Glossary words list

.ana file
Analyzer project definition file. Used by the VisualText GUI to load an analyzer.

.pat file
A file associated with a user pass in the analyzer sequence which holds NLP++ rules and code.

action
An NLP++ function specialized for a particular region in a pass file. For example, the single action only works in the @POST region, after a rule has matched.

action region
A region related to rule matching. Includes the @PRE, @CHECK, and @POST regions.

algorithm
In general programming, a method or procedure for accomplishing a task. In VisualText, sometimes short for a pass algorithm.

Ana Tab
The part of the VisualText interface in which you control the text analyzer sequence, passes and pass files.

analyzer
A text analyzer, i.e., a program that takes text as input and processes it in some way. Text analyzers typically transform, critique, or extract information from text.

analyzer project
The full set of folders and files associated with a text analyzer. Includes files that define the analyzer, input files, and other data files used by the analyzer.

analyzer project file
The file that is used by the VisualText GUI to load an analyzer. Also called a .ana file.

ASCII Table
A table that displays the decimal and hexadecimal numbers and their corresponding ASCII characters.

attr
(1) Abbreviation for attribute. (2) a rule element modifier.

attribute
A knowledge base object attached to a concept and representing a property of the concept. Consists of a key (or name) and one or more values. A concept may have multiple attributes.

Attribute Editor
A VisualText tool that allows you to change, add and edit the attributes and/or values of a concept (or node) in the knowledge base.

backup aware
Refers to rule elements that don't overrun an adjacent rule element. Only an _xWILD with no lists (match, fail, except) is \"backup aware\".

Bare
Refers to the absolute basic or minimal analyzer. The Bare template comes with the system passes tokenize and lines.

batch
Refers to running a group of input files non-interactively.

Bison
Gnu freeware for writing grammars with associated code. Similar to YACC (Yet Another Compiler Compiler).

blank space
A single whitespace character.

bleeding
When a matched rule keeps another rule from matching.

C file
A C Programming Language code file.

CG
Abbreviation for Conceptual Grammar.

Character Viewer
a VisualText tool that shows a count of characters in a line of text and the ASCII characters for each line of text.

CHECK Action
A function restricted to operate in the @CHECK region, i.e., after a rule's right-hand-side phrase has matched.

CHECK Region
An action region of a pass file. NLP++ code in this region apply after the matcher has succeeded in matching a rule.

child concept
A concept that is the child of another concept.

CODE Action
A function that operates in the @CODE region. Some code actions are retained because they are still useful, but they may be overhauled in future VisualText releases.

CODE Region
The region delimited by @CODE and optionally @@CODE. Executes NLP++ code prior to any rule matching in the pass file.

Code Zone
The part of a pass file where NLP++ code that is independent of rule matching is written.

command file
A batch file containing commands that edit or add to the knowledge base.

concept
A knowledge base object. The VisualText knowledge base consists of a hierarchy of concepts.

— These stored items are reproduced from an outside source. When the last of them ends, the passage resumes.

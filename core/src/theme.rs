use std::fmt;

use serde::{Deserialize, Serialize};

#[derive(Debug, Clone, Copy, Default, PartialEq, Eq, Serialize, Deserialize)]
#[serde(rename_all = "lowercase")]
pub enum Theme {
    #[default]
    Dark,
    Light,
}

impl Theme {
    pub fn toggled(self) -> Self {
        match self {
            Theme::Dark => Theme::Light,
            Theme::Light => Theme::Dark,
        }
    }
}

impl fmt::Display for Theme {
    fn fmt(&self, f: &mut fmt::Formatter<'_>) -> fmt::Result {
        f.write_str(match self {
            Theme::Dark => "dark",
            Theme::Light => "light",
        })
    }
}

impl std::str::FromStr for Theme {
    type Err = String;

    fn from_str(s: &str) -> Result<Self, Self::Err> {
        match s.trim().to_ascii_lowercase().as_str() {
            "dark" => Ok(Theme::Dark),
            "light" => Ok(Theme::Light),
            other => Err(format!("unknown theme '{other}' (expected dark or light)")),
        }
    }
}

Concept Oriented Programming
A method of programming that deals with the concepts underlying a task.

concept tree
A parse tree containing only nodes that have been built in the selected analyzer pass.

Conceptual Grammar
A knowledge representation framework consisting of concepts, attributes, and phrases combined into knowledge hierarchies and graphs

context node

Context Zone
The part of a pass file where methods for selecting nodes of the parse tree are specified.

COP
Abbreviation for Concept Oriented Programming

DECL Region
Region for user-defined NLP++ functions; delimited by @DECL and (optionally) @@DECL.

dictionary concept
A concept in the dict hierarchy of the knowledge base. Also called word concept.

Dictionary Editor
A VisualText tool that allows you to make, add and edit a dictionary database. [Currently unavailable.]

dissolve
Remove a top-level node and more (or splice) its children to the top-level.

element action
An element modifier that specifies an action to be performed when the current rule has matched. For example, \"rename=noun\" specifies that the node matching the current element is to be renamed \"noun.\"

element modifier
A keyword or keyword and value pair that affects the matching or follow-on actions of a rule element. For example, \"plus\" specifies that one or more nodes must match the current element.

escape
(1) to prefix a character with an escape character. (2) a character used as an escape character.

escape character
A character that indicates the succeeding characters should be taken literally rather than interpreted as a special character

except list
A list of elements that are exceptions to a match or fail list. For example, _xWILD [fail=( A B C ) except=( D )] will fail on A, B, or C except in the case that it also matches D. For example, could be used to fail on nouns except for humanNouns.

excise
Remove a sequence of nodes from a parse tree.

fail list
A list of elements that will cause a match to fail. For example, _xWILD [fail=( A B C )] will match nodes until it encounters one named A, B, or C.

feeding
When a rule match causes another rule to succeed.

file path

folder concept
A concept to help organize related sets of samples in the Gram Tab. folder concepts contain other folder concepts and/or rule concepts.

Gram hierarchy
The hierarchy of concepts visible in the Gram Tab, and used to manage concepts for stubs, folders, rules, labels, and samples.

Gram Tab
The part of the VisualText interface in which you manage samples taken from input texts.

Grammar Region
The part of the pass file where rules and actions are written.

Grammar Zone
The part of a pass file where the main rules of the pass file are written.

Hex Viewer
Views text files as hexadecimal characters.

IDE
Abbreviation for integrated development environment. Refers to a user interface (GUI) program with tools that work in concert to support developers.

index concept

integrated development environment
A user interface (GUI) program with tools that work in concert to support developers.

intermediate parse tree
A parse tree as modified by a selected pass in the Ana Tab.

internal node
A node that is not a leaf of the parse tree. See nonterminal node.

KB
Abbreviation for knowledge base

KB Editor
A VisualText tool that allows you to edit the knowledge base.

KB.DLL

KBMS
Abbreviation for knowledge base management system

key-value pair

keyword density

knowledge base
(1) A hierarchical database. (2) A repository for concepts, relationships, and other knowledge, typically organized in a meaningful way.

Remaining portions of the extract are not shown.